Frauen hatte er damals als Schlampen oder Nutten bezeichnet, Männer als unehrenhafte Witzfiguren. Nun sprach Armstrong über Armstrong - und war nicht zimperlich. Ein Lump sei er, ein Lügner. Ein arroganter Sack, dem zu Recht niemand mehr glauben mag. Er vermittelte den Eindruck, als würde sich der aktuelle Lance Armstrong regelrecht ekeln vor jenem Lance Armstrong, der einst mit allem gedopt hatte, was die Labore so hergaben. Zumindest versuchte er, diesen Eindruck zu vermitteln.

Freilich fehlte noch viel mehr bei diesem Gespräch, das so vielversprechend begann, weil Armstrong öffentlich zugab, was ohnehin jeder weiß und was nicht mehr zu leugnen ist: dass er ein Doper war. Ansonsten sagte Armstrong nicht viel, sondern tat das, was Politiker bei unangenehmen Fragen tun: ausweichen, ablenken, zurückweichen, Amnesie vortäuschen, abschwächen, sich an Details ergötzen, Sentimentalitäten einstreuen - nur eben nicht die Frage beantworten, die gerade gestellt wurde.

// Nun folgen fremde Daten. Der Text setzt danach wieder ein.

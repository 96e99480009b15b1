//! Flex Positioner
//!
//! Top-down pass: assigns each node its frame from the sizes cached by the
//! measure pass, then places its children inside its content box.

use crate::items::{classify, Classified};
use crate::lines::break_lines;
use crate::out_of_flow;
use crate::{AlignItems, Axis, Config, FlexWrap, Frame, JustifyContent, LayoutTree, NodeId, Size, Style};

/// Display state inherited from the ancestor chain
///
/// Passed by value down each recursive call so sibling subtrees never see
/// each other's state.
#[derive(Debug, Clone, Copy, Default, PartialEq, Eq)]
pub(crate) enum SubtreeState {
    #[default]
    Displayed,
    /// An ancestor (or this node) has `display: none`
    Suppressed,
}

/// Assign `frame` to `id` and lay out its subtree
pub(crate) fn layout_node(
    tree: &mut LayoutTree,
    id: NodeId,
    frame: Frame,
    state: SubtreeState,
    config: &Config,
) {
    tree.node_mut(id).frame = Some(frame);
    if config.debug_log_frames {
        tracing::debug!(node = %id, ?frame, "frame");
    }

    let style = *tree.node(id).style();
    let state = if style.is_displayed() { state } else { SubtreeState::Suppressed };

    if state == SubtreeState::Suppressed {
        let children = tree.children(id).to_vec();
        for child in children {
            layout_node(tree, child, Frame::ZERO, SubtreeState::Suppressed, config);
        }
        return;
    }

    layout_children(tree, id, &style, frame.size(), config);
}

/// Size cached by the measure pass
fn measured(tree: &LayoutTree, id: NodeId) -> Size {
    tree.node(id).measured_size().unwrap_or_else(|| {
        tracing::warn!(node = %id, "laid out before being measured");
        Size::ZERO
    })
}

/// Round `numerator / denominator` to the nearest integer
pub(crate) fn rounded_div(numerator: i32, denominator: i32) -> i32 {
    if denominator == 0 {
        return 0;
    }
    (f64::from(numerator) / f64::from(denominator)).round() as i32
}

fn layout_children(tree: &mut LayoutTree, id: NodeId, style: &Style, size: Size, config: &Config) {
    let Classified { hidden, absolute, fixed, mut in_flow } = classify(tree, id);

    for child in hidden {
        layout_node(tree, child, Frame::ZERO, SubtreeState::Displayed, config);
    }
    for child in absolute {
        let frame = out_of_flow::place(style, tree.node(child).style(), measured(tree, child), size);
        layout_node(tree, child, frame, SubtreeState::Displayed, config);
    }
    for child in fixed {
        let frame = out_of_flow::place(style, tree.node(child).style(), measured(tree, child), config.viewport);
        layout_node(tree, child, frame, SubtreeState::Displayed, config);
    }

    if in_flow.is_empty() {
        return;
    }

    let axis = style.direction.main_axis();
    let cross_axis = axis.cross();
    let content = FlexContent {
        style,
        axis,
        main: (size.along(axis) - style.box_extent(axis)).max(0),
        cross: (size.along(cross_axis) - style.box_extent(cross_axis)).max(0),
        config,
    };

    let lines = if style.wrap.is_wrapping() {
        content.place_wrapped(tree, id, &mut in_flow)
    } else {
        let base = style.content_start(cross_axis);
        content.place_line(tree, &mut in_flow, content.cross, base, false);
        1
    };

    tracing::debug!(node = %id, axis = ?axis, items = in_flow.len(), lines, "laid out flex container");
}

/// Main/cross start offset and between-item gap for one line
fn justify(justify: JustifyContent, reversed: bool, available: i32, usage: i32, count: usize) -> (i32, i32) {
    if count == 0 {
        return (0, 0);
    }
    let free = available - usage;
    let count = i32::try_from(count).unwrap_or(i32::MAX);

    match justify {
        JustifyContent::FlexStart if reversed => (free, 0),
        JustifyContent::FlexStart => (0, 0),
        JustifyContent::FlexEnd if reversed => (0, 0),
        JustifyContent::FlexEnd => (free, 0),
        JustifyContent::Center => (rounded_div(free, 2), 0),
        JustifyContent::SpaceBetween if free >= 0 && count > 1 => (0, rounded_div(free, count - 1)),
        JustifyContent::SpaceAround if free >= 0 => {
            let interval = f64::from(free) / (2.0 * f64::from(count));
            (interval.round() as i32, (interval * 2.0).round() as i32)
        }
        JustifyContent::SpaceBetween | JustifyContent::SpaceAround => (0, 0),
    }
}

/// A container's content box, seen along its main axis
struct FlexContent<'a> {
    style: &'a Style,
    axis: Axis,
    /// Available main-axis space
    main: i32,
    /// Available cross-axis space
    cross: i32,
    config: &'a Config,
}

impl FlexContent<'_> {
    /// Outer main-axis extent of an item (size plus margins)
    fn outer_main(&self, tree: &LayoutTree, child: NodeId) -> i32 {
        measured(tree, child).along(self.axis) + tree.node(child).style().margin.sum(self.axis)
    }

    /// Outer cross-axis extent of an item
    fn outer_cross(&self, tree: &LayoutTree, child: NodeId) -> i32 {
        let cross_axis = self.axis.cross();
        measured(tree, child).along(cross_axis) + tree.node(child).style().margin.sum(cross_axis)
    }

    /// Place items on consecutive lines; returns the line count
    ///
    /// Reuses the lines `container` was measured with, so every line lands
    /// inside the measured box.
    fn place_wrapped(&self, tree: &mut LayoutTree, container: NodeId, items: &mut [NodeId]) -> usize {
        let cached = &tree.node(container).lines;
        let lines = match cached.last() {
            Some(last) if last.end == items.len() => cached.clone(),
            _ => {
                let extents: Vec<i32> = items.iter().map(|&c| self.outer_main(tree, c)).collect();
                break_lines(&extents, self.main)
            }
        };

        let cross_axis = self.axis.cross();
        let wrap_reverse = self.style.wrap == FlexWrap::WrapReverse;
        let single_line = lines.len() == 1;
        let mut used = 0;

        for line in &lines {
            let line_items = &mut items[line.clone()];
            let line_cross = if single_line {
                self.cross
            } else {
                line_items.iter().map(|&c| self.outer_cross(tree, c)).max().unwrap_or(0)
            };

            // wrap-reverse stacks lines from the far cross edge
            let base = self.style.content_start(cross_axis)
                + if wrap_reverse { self.cross - used } else { used };
            used += self.place_line(tree, line_items, line_cross, base, wrap_reverse);
        }

        lines.len()
    }

    /// Place one line of items; returns the cross extent it used
    ///
    /// `base` is the line's leading cross edge, or its trailing edge when
    /// `mirrored` (wrap-reverse).
    fn place_line(
        &self,
        tree: &mut LayoutTree,
        items: &mut [NodeId],
        line_cross: i32,
        base: i32,
        mirrored: bool,
    ) -> i32 {
        let axis = self.axis;
        let cross_axis = axis.cross();
        let reversed = self.style.direction.is_reversed();
        if reversed {
            items.reverse();
        }

        let usage: i32 = items.iter().map(|&c| self.outer_main(tree, c)).sum();
        let (start, gap) = justify(self.style.justify_content, reversed, self.main, usage, items.len());

        let mut cursor = self.style.content_start(axis) + start;
        let mut extent = 0;

        for (i, &child) in items.iter().enumerate() {
            let child_style = *tree.node(child).style();
            let size = measured(tree, child);

            if i > 0 {
                cursor += gap;
            }
            cursor += child_style.margin.start(axis);
            let main = (cursor, cursor + size.along(axis));

            let lead = child_style.margin.start(cross_axis);
            let trail = child_style.margin.end(cross_axis);
            let free = line_cross - lead - trail;
            let natural = size.along(cross_axis);

            let (cross_size, offset) = match child_style.alignment_in(self.style) {
                AlignItems::FlexStart => (natural, 0),
                AlignItems::FlexEnd => (natural, free - natural),
                AlignItems::Center => (natural, rounded_div(free - natural, 2)),
                AlignItems::Stretch => (child_style.clamp(cross_axis, free), 0),
            };

            let cross = if mirrored {
                let end = base - trail - offset;
                (end - cross_size, end)
            } else {
                let start = base + lead + offset;
                (start, start + cross_size)
            };

            let frame = Frame::from_spans(axis, main, cross);
            layout_node(tree, child, frame, SubtreeState::Displayed, self.config);

            cursor = main.1 + child_style.margin.end(axis);
            extent = extent.max(cross_size + lead + trail);
        }

        extent
    }
}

Armstrong präsentierte sich im ersten Teil des Gesprächs - der zweite Part wird in der Nacht zum Samstag ausgestrahlt - als reumütiger Sünder, der sich selbst geißelt und nun auf Katharsis hofft. Es gelang ihm, kein einziges Mal konkret zu werden, Details oder Namen zu nennen.

Vielmehr stellte er sich als Teil eines Lügengebildes dar, nicht als dessen Erfinder. Und auch nicht als Betrüger, denn dieser Begriff (Armstrong gab an, im Lexikon geblättert zu haben) bedeute ja, dass sich jemand einen Vorteil verschafft habe. Er habe nur getan, was alle getan hätten, also letztlich "für Waffengleichheit gesorgt". Er gab zu, dem Radsportverband Geld gegeben zu haben - doch das sei nicht im Ausgleich dafür geschehen, dass ein positiver Befund vertuscht worden war. Er habe auch keinen Druck auf andere Fahrer ausgeübt, auch wenn das mancher so verstanden habe.

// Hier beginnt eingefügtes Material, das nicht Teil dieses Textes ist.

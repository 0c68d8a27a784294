//! Named multi-step project scaffolds built from the fluent operations.

use crate::content::ContentBuilder;
use crate::error::Result;
use crate::options::{InitOptions, LocaleOptions, PageOptions, SectionOptions, SetSectionOptions};
use crate::sandbox::Sandbox;

/// Builds ready-made projects inside a sandbox. Each scaffold leaves the
/// cursor inside the new project and returns the sandbox.
pub struct ScenarioBuilder<'a> {
    sandbox: &'a mut Sandbox,
}

impl<'a> ScenarioBuilder<'a> {
    pub fn new(sandbox: &'a mut Sandbox) -> Self {
        Self { sandbox }
    }

    /// Single site with home, about, projects and contact pages.
    pub async fn portfolio(self, name: &str) -> Result<&'a mut Sandbox> {
        let sandbox = self.sandbox;
        sandbox.init_project(name, InitOptions::single_site()).await?;

        let hero = ContentBuilder::new()
            .component("Hero")
            .title("Jane Doe")
            .paragraph("Designer and developer.");
        let bio = ContentBuilder::new()
            .title("About Me")
            .paragraph("Ten years of shipping products.")
            .list(&["Design", "Frontend", "Research"]);

        sandbox
            .batch()
            .add_page("home", PageOptions::default())
            .add_page("about", PageOptions::default())
            .add_page("projects", PageOptions::default())
            .add_page("contact", PageOptions::default())
            .add_section("hero", SectionOptions::page("home"))
            .add_section("bio", SectionOptions::page("about"))
            .add_section("gallery", SectionOptions::page("projects"))
            .add_section("form", SectionOptions::page("contact"))
            .set_section("hero", hero.build(), SetSectionOptions::page("home"))
            .set_section("bio", bio.build(), SetSectionOptions::page("about"))
            .execute()
            .await
    }

    /// Single site with a post index whose featured post is nested under it.
    pub async fn blog(self, name: &str) -> Result<&'a mut Sandbox> {
        let sandbox = self.sandbox;
        sandbox.init_project(name, InitOptions::single_site()).await?;

        let posts = ContentBuilder::new()
            .component("PostList")
            .param("limit", 10)
            .title("Latest Posts");

        sandbox
            .batch()
            .add_page("home", PageOptions::default())
            .add_page("blog", PageOptions::default())
            .add_page("about", PageOptions::default())
            .add_section("hero", SectionOptions::page("home"))
            .add_section("posts", SectionOptions::page("blog"))
            .add_section("featured", SectionOptions::page("blog").under("posts"))
            .add_section("bio", SectionOptions::page("about"))
            .set_section("posts", posts.build(), SetSectionOptions::page("blog"))
            .execute()
            .await
    }

    /// Single site with a catalog (filters nested under it), cart and checkout.
    pub async fn ecommerce(self, name: &str) -> Result<&'a mut Sandbox> {
        let sandbox = self.sandbox;
        sandbox
            .init_project(name, InitOptions::single_site().module("foundation"))
            .await?;

        let catalog = ContentBuilder::new()
            .component("ProductGrid")
            .param("columns", 3)
            .title("Shop")
            .link("View cart", "/cart", &[("role", "button")]);

        sandbox
            .batch()
            .add_page("home", PageOptions::default())
            .add_page("products", PageOptions::default())
            .add_page("cart", PageOptions::default())
            .add_page("checkout", PageOptions::default())
            .add_section("hero", SectionOptions::page("home"))
            .add_section("catalog", SectionOptions::page("products"))
            .add_section("filters", SectionOptions::page("products").under("catalog"))
            .add_section("summary", SectionOptions::page("cart"))
            .add_section("payment", SectionOptions::page("checkout"))
            .set_section("catalog", catalog.build(), SetSectionOptions::page("products"))
            .execute()
            .await
    }

    /// Single site whose home hero is translated into each of `locales`.
    pub async fn multilingual(self, name: &str, locales: &[&str]) -> Result<&'a mut Sandbox> {
        let sandbox = self.sandbox;
        sandbox
            .init_project(name, InitOptions::single_site())
            .await?
            .add_page("home", PageOptions::default())
            .await?
            .add_section("hero", SectionOptions::page("home"))
            .await?
            .set_section(
                "hero",
                &ContentBuilder::new().title("Welcome").build(),
                SetSectionOptions::page("home"),
            )
            .await?;

        if locales.is_empty() {
            return Ok(sandbox);
        }
        sandbox.add_locale(locales, LocaleOptions::default()).await?;

        let mut batch = sandbox.batch();
        for locale in locales {
            let content = ContentBuilder::new()
                .title(&format!("Welcome ({})", locale))
                .build();
            let options = SetSectionOptions::page("home").locale(*locale);
            batch = batch.set_section("hero", content, options);
        }
        batch.execute().await
    }

    /// Workspace whose first site has a home page with a hero section.
    pub async fn workspace(self, name: &str, site: &str) -> Result<&'a mut Sandbox> {
        let sandbox = self.sandbox;
        sandbox.init_project(name, InitOptions::workspace(site)).await?;

        sandbox
            .batch()
            .add_page("home", PageOptions::site(site))
            .add_section("hero", SectionOptions::page("home").in_site(site))
            .set_section(
                "hero",
                ContentBuilder::new().title(site).build(),
                SetSectionOptions::page("home").in_site(site),
            )
            .execute()
            .await
    }
}

impl Sandbox {
    /// Scaffold a named scenario in this sandbox.
    pub fn scenario(&mut self) -> ScenarioBuilder<'_> {
        ScenarioBuilder::new(self)
    }
}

Er schwächte auch die Vorwürfe ab, dass sein Dopingprogramm das ausgeklügeltste und professionellste gewesen sei, das der Sport je gesehen habe. "Groß, aber nicht das Größte", sagte Armstrong. Das Programm der DDR in den 70er und 80er Jahren sei noch größer gewesen. Nun, das ist ungefähr so, als würde einer das Zünden einer Wasserstoffbombe abschwächen mit dem Hinweis, dass jemand anderes die noch schlimmere Neutronenbombe gezündet habe.

Wer jedoch glaubt, dass es sich bei Armstrong um einen Geläuterten handelt, der wird auch die Existenz vom Weihnachtsmann und von Superman nicht leugnen. Armstrong hat jahrelang eine Schreckensherrschaft im Radsport ausgeübt, er hat Karrieren brutal vernichtet und wissentlich durch die Einnahme von leistungsfördernden Mitteln betrogen. Genau so kühl kalkulierend geht er, zum Gespräch mit einer Entourage von zwölf Personen erschienen, nun damit um, was er Geständnis und Entschuldigung nennt.

Armstrongs Selbstkasteiung war naiv - und ist einfach zu durchschauen. Der Moderatorin Oprah Winfrey ist dabei kaum ein Vorwurf zu machen. Sie stellte Fragen und hakte nach, doch ist sie keine Beamtin der Anti-Doping-Agentur Usada oder gar Staatsanwältin. So wurde das Gespräch letztlich zu einer Farce.

Lance Armstrong hat seine Gegner nicht nur beleidigt, er hat sie verklagt, überrollt, zerstört. Er habe so viele Menschen verklagt, dass er sich gar nicht mehr an jeden Einzelnen erinnern könne, sagt er.

Justiz und Usada werden bei einem Gerichtsverfahren - das es mit sehr hoher Wahrscheinlichkeit geben wird - andere Fragen stellen als Winfrey. Sie werden auch fordern, dass Armstrong unter Eid aussagen muss, sie werden keine ausweichenden Antworten zulassen. Deshalb stehen die Chancen gut, dass vor Gericht geschieht, was im Hotelzimmer in Austin nicht passierte.